Although my knowledge of the works(on TV or otherwise) of Madhur Jaffery are extremely limited(read zilch), I was extremely excited to read Climbing the Mango Tree, her childhood memoir.
If you look at the book you will know what I mean. It’s a good looking book, if I may say so. I also enjoyed reading this delicious book; full of history, culture,food and beautiful childhood memories.
Although this is not a ‘novel’ as in it has no real story to tell, Madhur keeps us ( well..me, anyway) captivated with her recollection of life in a joint family household( sometimes there were up to 40 members of her family for dinner; Oh the logistics of it all!).
Make that super wealthy joint-family.She invokes beautifully detailed images of the lavish parties they held, the gilded childhood in Delhi mansions and Himalayan hill stations, the family picnics with a retinue of servants ,the summer breaks when the entire household shifted to Shimla, her school life or even of the dry heat of the summer garden
“I loved history in school,” Jaffrey writes in one of the early chapters of Climbing the Mango Trees. And she definitely shows us her love. Early on she discovers the “Red Book,” chronicling the history of her family and so we are given detailed description of the history of her ancestors.
She also infuses history, in the form India’s transition from empire to independence when she recounts the partition, Gandhiji’s assassination, and the resulting violence, riots and massacres. Her family, while Hindu,was progressive enough to have ties with the Muslim culture of northern India, and even embraced many aspects of Muslim culture. Thus her viewpoint makes for interesting reading.
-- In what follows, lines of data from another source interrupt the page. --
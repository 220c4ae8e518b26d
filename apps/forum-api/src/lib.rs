//! # Forum API ライブラリ
//!
//! Q&A フォーラムのユースケース・ハンドラ・ルーターを公開する。
//! `main.rs` と統合テストの両方から利用する。

pub mod app_builder;
pub mod config;
pub mod error;
pub mod handler;
pub mod middleware;
pub mod usecase;

// テストユーティリティ（内部実装、ドキュメントからは隠す）
#[cfg(any(test, feature = "test-utils"))]
#[doc(hidden)]
pub mod test_utils;
//! 投票とベストアンサーの利用シナリオテスト
//!
//! ForumTestBuilder で Mock リポジトリを組み立て、複数ユーザーの操作を
//! 順に実行したときの状態を確認する。

use forum_api::{
    error::CoreError,
    test_utils::ForumTestBuilder,
    usecase::CastVoteInput,
};
use forum_domain::{user::UserId, vote::Votable};
use pretty_assertions::assert_eq;

fn up(votable: &Votable) -> CastVoteInput {
    CastVoteInput {
        votable:   votable.clone(),
        direction: "up".to_string(),
    }
}

fn down(votable: &Votable) -> CastVoteInput {
    CastVoteInput {
        votable:   votable.clone(),
        direction: "down".to_string(),
    }
}

#[tokio::test]
async fn test_3人の投票でスコアと純投票数が一致する() {
    // Arrange
    let builder = ForumTestBuilder::new();
    let setup = builder.build();
    let author = UserId::new();
    let (alice, bob, carol) = (UserId::new(), UserId::new(), UserId::new());
    let question = builder.build_question(&author, "Why does the borrow checker complain?");
    setup.question_repo.add_question(question.clone());
    let votable = Votable::Question(question.id().clone());

    // Act & Assert
    let outcome = setup.votes.cast_vote(&alice, up(&votable)).await.unwrap();
    assert_eq!(outcome.votes_count, 1);
    assert_eq!(outcome.score, 1);

    let outcome = setup.votes.cast_vote(&bob, down(&votable)).await.unwrap();
    assert_eq!(outcome.votes_count, 0);
    assert_eq!(outcome.question.question.score(), 0);

    let result = setup.votes.cast_vote(&alice, down(&votable)).await;
    assert!(matches!(result, Err(CoreError::DuplicateVote(_))));

    let outcome = setup.votes.cast_vote(&carol, up(&votable)).await.unwrap();
    assert_eq!(outcome.votes_count, 1);
    assert_eq!(outcome.score, 1);

    assert_eq!(setup.votes.net_votes(&votable).await.unwrap(), 1);
    assert_eq!(setup.vote_repo.votes().len(), 3);
}

#[tokio::test]
async fn test_回答への投票は質問のスコアに影響しない() {
    // Arrange
    let builder = ForumTestBuilder::new();
    let setup = builder.build();
    let author = UserId::new();
    let question = builder.build_question(&author, "How to share state between tasks?");
    let answer = builder.build_answer(&question, &UserId::new(), "Use Arc<Mutex<T>>");
    setup.question_repo.add_question(question.clone());
    setup.answer_repo.add_answer(answer.clone());
    let votable = Votable::Answer(answer.id().clone());

    // Act
    setup
        .votes
        .cast_vote(&UserId::new(), up(&votable))
        .await
        .unwrap();
    let outcome = setup
        .votes
        .cast_vote(&UserId::new(), up(&votable))
        .await
        .unwrap();

    // Assert
    assert_eq!(outcome.score, 2);
    assert_eq!(outcome.votes_count, 2);
    assert_eq!(outcome.question.question.score(), 0);
    assert_eq!(outcome.question.answers[0].score(), 2);
}

#[tokio::test]
async fn test_ベストアンサーを付け替えると旧回答のフラグが外れる() {
    // Arrange
    let builder = ForumTestBuilder::new();
    let setup = builder.build();
    let owner = UserId::new();
    let question = builder.build_question(&owner, "Which async runtime should I use?");
    let first = builder.build_answer(&question, &UserId::new(), "tokio");
    let second = builder.build_answer(&question, &UserId::new(), "async-std");
    setup.question_repo.add_question(question.clone());
    setup.answer_repo.add_answer(first.clone());
    setup.answer_repo.add_answer(second.clone());

    // Act
    let outcome = setup.best_answers.mark_best(&owner, first.id()).await.unwrap();
    assert!(!outcome.already_best);
    assert_eq!(outcome.question.best_answer().unwrap().id(), first.id());

    let outcome = setup
        .best_answers
        .mark_best(&owner, second.id())
        .await
        .unwrap();

    // Assert
    assert!(!outcome.already_best);
    let bests: Vec<_> = outcome
        .question
        .answers
        .iter()
        .filter(|a| a.is_best_answer())
        .collect();
    assert_eq!(bests.len(), 1);
    assert_eq!(bests[0].id(), second.id());
}

#[tokio::test]
async fn test_同じ回答を再度選ぶとalready_bestになり状態は変わらない() {
    // Arrange
    let builder = ForumTestBuilder::new();
    let setup = builder.build();
    let owner = UserId::new();
    let question = builder.build_question(&owner, "What is a trait object?");
    let answer = builder.build_answer(&question, &UserId::new(), "dyn Trait");
    setup.question_repo.add_question(question.clone());
    setup.answer_repo.add_answer(answer.clone());
    let before = setup.best_answers.mark_best(&owner, answer.id()).await.unwrap();

    // Act
    let after = setup.best_answers.mark_best(&owner, answer.id()).await.unwrap();

    // Assert
    assert!(after.already_best);
    assert_eq!(after.question, before.question);
}

#[tokio::test]
async fn test_質問の作成者以外はベストアンサーを選べない() {
    // Arrange
    let builder = ForumTestBuilder::new();
    let setup = builder.build();
    let owner = UserId::new();
    let answerer = UserId::new();
    let question = builder.build_question(&owner, "How do I read a file?");
    let answer = builder.build_answer(&question, &answerer, "std::fs::read_to_string");
    setup.question_repo.add_question(question.clone());
    setup.answer_repo.add_answer(answer.clone());

    // Act
    let result = setup.best_answers.mark_best(&answerer, answer.id()).await;

    // Assert
    assert!(matches!(result, Err(CoreError::Forbidden(_))));
    let shown = setup.answers.show(answer.id()).await.unwrap();
    assert!(!shown.answer.is_best_answer());
}

#[tokio::test]
async fn test_ベストアンサーの回答を削除すると未選択に戻る() {
    // Arrange
    let builder = ForumTestBuilder::new();
    let setup = builder.build();
    let owner = UserId::new();
    let answerer = UserId::new();
    let question = builder.build_question(&owner, "Is unsafe ever okay?");
    let answer = builder.build_answer(&question, &answerer, "Sometimes");
    setup.question_repo.add_question(question.clone());
    setup.answer_repo.add_answer(answer.clone());
    setup.best_answers.mark_best(&owner, answer.id()).await.unwrap();

    // Act
    let remaining = setup.answers.delete(&answerer, answer.id()).await.unwrap();

    // Assert
    assert!(remaining.answers.is_empty());
    assert_eq!(remaining.best_answer(), None);
}
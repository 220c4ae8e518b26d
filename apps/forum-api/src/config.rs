//! # Forum API 設定
//!
//! 環境変数から Forum API サーバーの設定を読み込む。

use std::env;

use thiserror::Error;

/// 設定読み込みエラー
#[derive(Debug, Error)]
pub enum ConfigError {
    /// 必須の環境変数が未設定
    #[error("{0} が設定されていません")]
    Missing(&'static str),

    /// 値の形式が不正
    #[error("{name} の値が不正です: {value}")]
    Invalid { name: &'static str, value: String },
}

/// Forum API サーバーの設定
#[derive(Debug, Clone, PartialEq, Eq)]
pub struct ForumConfig {
    /// バインドアドレス
    pub host:           String,
    /// ポート番号
    pub port:           u16,
    /// データベース接続 URL
    pub database_url:   String,
    /// 起動時にマイグレーションを実行するか
    pub run_migrations: bool,
}

impl ForumConfig {
    /// 環境変数から設定を読み込む
    ///
    /// | 変数名 | 必須 | デフォルト |
    /// |--------|------|-----------|
    /// | `FORUM_HOST` | No | `0.0.0.0` |
    /// | `FORUM_PORT` | **Yes** | |
    /// | `DATABASE_URL` | **Yes** | |
    /// | `RUN_MIGRATIONS` | No | `true` |
    pub fn from_env() -> Result<Self, ConfigError> {
        Self::from_lookup(|name| env::var(name).ok())
    }

    /// 任意の参照関数から設定を組み立てる
    fn from_lookup(lookup: impl Fn(&str) -> Option<String>) -> Result<Self, ConfigError> {
        let host = lookup("FORUM_HOST").unwrap_or_else(|| "0.0.0.0".to_string());

        let port_raw = lookup("FORUM_PORT").ok_or(ConfigError::Missing("FORUM_PORT"))?;
        let port = port_raw.parse::<u16>().map_err(|_| ConfigError::Invalid {
            name:  "FORUM_PORT",
            value: port_raw.clone(),
        })?;

        let database_url = lookup("DATABASE_URL").ok_or(ConfigError::Missing("DATABASE_URL"))?;

        let run_migrations = match lookup("RUN_MIGRATIONS") {
            None => true,
            Some(value) => match value.as_str() {
                "true" | "1" => true,
                "false" | "0" => false,
                _ => {
                    return Err(ConfigError::Invalid {
                        name: "RUN_MIGRATIONS",
                        value,
                    });
                }
            },
        };

        Ok(Self {
            host,
            port,
            database_url,
            run_migrations,
        })
    }
}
Her graceful prose is however best when she describes…YES , FOOD. Check this out…“venison kebabs laden with cardamom, tiny quails with hints of cinnamon, chickpea shoots stir-fried with green chilies and ginger, and tiny new potatoes browned with flecks of cumin and mango powder”…I mean, Boy!! She can make me hungry.
And as bonus Jaffrey also includes several family recipes for her favorite dishes in Indian cuisine….a treat for the mind and the stomach.
Especially for the stomach.
I have 2 recipes to share with you from this delicious book…one of these I will share today. ( I am still looking for the pics of the other:))
2 Tbsp. olive oil or other vegetable oil
1 tsp. whole cumin seeds
1½ lb. (8 cups) medium-sized cauliflower florets, cut so each floret has a stem
1¾ cups grated fresh tomatoes
1 piece of fresh ginger, one inch square, peeled and grated to a pulp on the finest part of a grater or Microplane
2 fresh hot green chiles, cut into slim rounds (see Note)
¼ tsp. cayenne pepper
¼ tsp. ground turmeric
1 Tbsp. ground coriander
¾ tsp. salt, or to taste
¼ cup chopped fresh cilantro
3 Tbsp. heavy cream
¼ cup coarsely grated sharp Cheddar cheese
1. Preheat oven to 450 degrees.
2. Pour the oil into a large, preferably nonstick sauté pan over medium-high heat. When it is hot, put in the cumin seeds. Let them sizzle for 10 seconds. Add the cauliflower florets and stir them around for 2 minutes. Add the grated tomatoes, ginger, chiles, cayenne, turmeric, ground coriander, and salt. Stir to mix. Stir and cook for 5 to 6 minutes, or until the tomatoes are almost absorbed and the cauliflower is almost done. Add the cilantro and mix it in.
3. Put the contents of the pan into an ovenproof dish about 8 inches square, add the cream, mix, and sprinkle the cheese over the top. Put in the top third of the oven and bake for 10 to 12 minutes, or until the cheese has melted and developed a few light brown spots. Serve hot.
Do not use jalapeño or serrano chiles for Indian dishes; they have the wrong texture and flavor. Green bird’s-eye chiles or any long, slim, thin-skinned variety, such as cayenne, are ideal. If you can’t find them, use 1/2 to 3/4 teaspoon cayenne pepper instead of 1/4 teaspoon.